Australian rubbish will lead a new ethanol drive for transport fuel under a process developed in the US.

Rubbish will move into the fuel frontline in 2014 when the Flex Ethanol Australia plant comes online in Victoria in a deal that links the Coskata company to a consortium that includes GM Holden and the Victorian Government.

Coskata already has a pilot ethanol program in the US but is using wood chips, not rubbish. It will switch to full-scale production in less than two years.

Victoria will take up the rubbish collection in a deal that could eventually end the world’s reliance on potential food sources — mostly corn in the US — for automotive fuel.

Coskata vice-president James Frawley told carsGuide: “The technology is right today. We’re hoping that is as soon as the Australian consortium moves forward”.

“There is going to be a huge market. Our technology is cost-competitive with gasoline as a transport fuel.”

His company rocked the fuel business when it first announced the rubbish-to-ethanol plan and its backing from General Motors, but it has been very quiet since then.

Now Frawley is happy to confirm the success of a pilot production plant in the US and the plans to go international, not only in Australia but to other countries including China and Brazil.

“This technology can go anywhere in the world. There are governments looking at Coskata technology as well.”

The Victorian plant could eventually turn up to one million tonnes of household, industrial and building waste into 200 million litres of ethanol each year, for use in the E85 fuel being rolled out across the country with backing from Holden.

The Commodore is already E85 compatible and Holden is committed to the fuel for all future models.

“We’re in a position to now move to the next stage of the process, which is scaling up to a commercial design and full-scale processes,” Frawley says.

He forecasts that ethanol-from-rubbish plants have the potential to eventually supply half of the world’s transport fuel needs without any impact on food or land use.

The stuff you can’t recycle? Perfect!

Almost any sort of rubbish is suitable for ethanol production, says Coskata.

That includes dirty nappies, used car tyres and even cane toads.

“Rubbish is rubbish, anywhere you look,” says Coskata’s James Frawley. “It’s things that are going into landfill anywhere.
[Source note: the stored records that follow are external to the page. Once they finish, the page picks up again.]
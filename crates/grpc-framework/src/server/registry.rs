use crate::pipeline::CallKind;
use std::collections::HashMap;
use std::convert::Infallible;
use tonic::body::Body;
use tonic::codegen::http::{Request, Response};
use tonic::server::NamedService;
use tonic::service::{Routes, RoutesBuilder};
use tower::Service;

/// Collects the services registered for one start cycle.
///
/// Methods are unary unless declared with [`streaming_method`](Self::streaming_method),
/// which selects the streaming interceptor chain for them.
#[derive(Debug, Default)]
pub struct ServiceRegistry {
    routes: RoutesBuilder,
    services: Vec<&'static str>,
    kinds: HashMap<String, CallKind>,
}

impl ServiceRegistry {
    pub fn new() -> Self {
        Self::default()
    }

    /// Adds a tonic service, e.g. a generated `FooServer`.
    ///
    /// Every method of the service runs the unary chain, correlation stage and
    /// unary interceptors included, unless its path is also passed to
    /// [`streaming_method`](Self::streaming_method). Calls to undeclared
    /// methods are logged at debug level.
    pub fn add_service<S>(&mut self, service: S) -> &mut Self
    where
        S: Service<Request<Body>, Response = Response<Body>, Error = Infallible>
            + NamedService
            + Clone
            + Send
            + Sync
            + 'static,
        S::Future: Send + 'static,
    {
        tracing::debug!(service = S::NAME, "registering service");
        self.services.push(S::NAME);
        self.routes.add_service(service);
        self
    }

    /// Declares `path` (`/pkg.Service/Method`) as a streaming method.
    pub fn streaming_method(&mut self, path: impl Into<String>) -> &mut Self {
        self.kinds.insert(path.into(), CallKind::Streaming);
        self
    }

    /// Fully qualified names of the registered services.
    pub fn services(&self) -> &[&'static str] {
        &self.services
    }

    pub fn kinds(&self) -> &HashMap<String, CallKind> {
        &self.kinds
    }

    pub(crate) fn into_parts(self) -> (Routes, Vec<&'static str>, HashMap<String, CallKind>) {
        (self.routes.routes(), self.services, self.kinds)
    }
}
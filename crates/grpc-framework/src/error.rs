//! Error types for server bootstrap and request handling.
//!
//! This module defines the central [`Error`] enum, which covers both start-time
//! failures (invalid configuration, unreadable TLS material, bind errors) and
//! the per-call rejections raised by the admission gate and the auth stages.
//! It implements `From<Error>` for [`tonic::Status`] so per-call errors
//! propagate to clients with the matching gRPC status code.
//!
//! ## Error Cases
//! - `Configuration`: the server configuration is invalid or incomplete.
//! - `CredentialLoad` / `InvalidCredentials`: TLS material is unreadable or
//!   unusable.
//! - `Bind` / `Transport` / `ServeTask`: the transport could not listen or
//!   serve, or its task died.
//! - `AlreadyRunning` / `NotRunning`: lifecycle misuse by the caller.
//! - `ResourceExhausted`: the admission gate rejected the call.
//! - `Unauthenticated` / `PermissionDenied`: the auth stages rejected the call.

use std::path::PathBuf;
use tonic::Status;

pub type Result<T> = core::result::Result<T, Error>;

/// Unified error type for the server framework.
#[derive(thiserror::Error, Debug)]
pub enum Error {
    /// The configuration violates an invariant. Always fatal to start.
    #[error("Invalid configuration: {reason}")]
    Configuration { reason: String },

    /// A TLS certificate or key file could not be read.
    #[error("Failed to read TLS material from {}: {source}", path.display())]
    CredentialLoad {
        path: PathBuf,
        #[source]
        source: std::io::Error,
    },

    /// The TLS material was read but rejected when building the acceptor.
    #[error("Failed to create credentials from cert files: {0}")]
    InvalidCredentials(#[source] tonic::transport::Error),

    /// The transport could not bind its listener.
    #[error("Unable to bind {address}: {source}")]
    Bind {
        address: String,
        #[source]
        source: std::io::Error,
    },

    /// The transport failed while serving.
    #[error("Transport error: {0}")]
    Transport(#[from] tonic::transport::Error),

    /// The serve task panicked or was aborted before it finished draining.
    #[error("Serve task failed: {0}")]
    ServeTask(#[from] tokio::task::JoinError),

    /// `start()` was called on a server that is already running.
    #[error("Server {name} is already running")]
    AlreadyRunning { name: String },

    /// `stop()` was called on a server that is not running.
    #[error("Server {name} is not running")]
    NotRunning { name: String },

    /// The admission gate denied the call.
    #[error("resources for clients exhausted")]
    ResourceExhausted,

    /// The caller's credentials are missing, malformed or not accepted.
    #[error("Unauthenticated: {0}")]
    Unauthenticated(#[source] AuthError),

    /// The caller is authenticated but may not invoke the method.
    #[error("Permission denied: {0}")]
    PermissionDenied(#[source] AuthError),
}

impl Error {
    pub(crate) fn configuration(reason: impl Into<String>) -> Self {
        Self::Configuration {
            reason: reason.into(),
        }
    }
}

impl From<Error> for Status {
    fn from(err: Error) -> Self {
        match err {
            Error::ResourceExhausted => Status::resource_exhausted("resources for clients exhausted"),
            Error::Unauthenticated(e) => Status::unauthenticated(e.to_string()),
            Error::PermissionDenied(e) => Status::permission_denied(e.to_string()),
            Error::Configuration { reason } => Status::failed_precondition(reason),
            Error::AlreadyRunning { name } | Error::NotRunning { name } => {
                Status::failed_precondition(format!("Server {name} lifecycle violation"))
            }
            other => Status::internal(other.to_string()),
        }
    }
}

/// Errors reported by [`Authenticator`]s and [`RoleManager`]s, and by the
/// credential extraction that precedes them.
///
/// [`Authenticator`]: crate::auth::Authenticator
/// [`RoleManager`]: crate::auth::RoleManager
#[derive(Clone, thiserror::Error, Debug, PartialEq, Eq)]
pub enum AuthError {
    /// No bearer token was presented.
    #[error("missing bearer token")]
    MissingCredentials,

    /// The token could not be parsed far enough to read its issuer.
    #[error("malformed token: {reason}")]
    MalformedToken { reason: String },

    /// No authenticator is registered for the token's issuer.
    #[error("no authenticator registered for issuer {issuer}")]
    UnknownIssuer { issuer: String },

    /// The authenticator rejected the token.
    #[error("invalid token: {reason}")]
    InvalidToken { reason: String },

    /// Authorization was requested without a resolved identity.
    #[error("no authenticated identity")]
    MissingIdentity,

    /// The role manager denied access.
    #[error("{reason}")]
    Denied { reason: String },

    /// An authenticator or role manager failed internally.
    #[error("auth backend failure: {reason}")]
    Backend { reason: String },
}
Most of the things you recycle we wouldn’t want in this process anyway.”

The rubbish becomes what is called a feed stock, which has mostly been corn until now in the US.

It is converted to a “syngas” — composed mostly of carbon dioxide and nitrogen — at extremely high temperature before being fed to micro-organisms that produce ethanol as waste after “eating” the gas.

“The organism does not care whether that carbon dioxide and nitrogen came from a tyre, a piece of biomass or whatever, it all works the same,” says Frawley.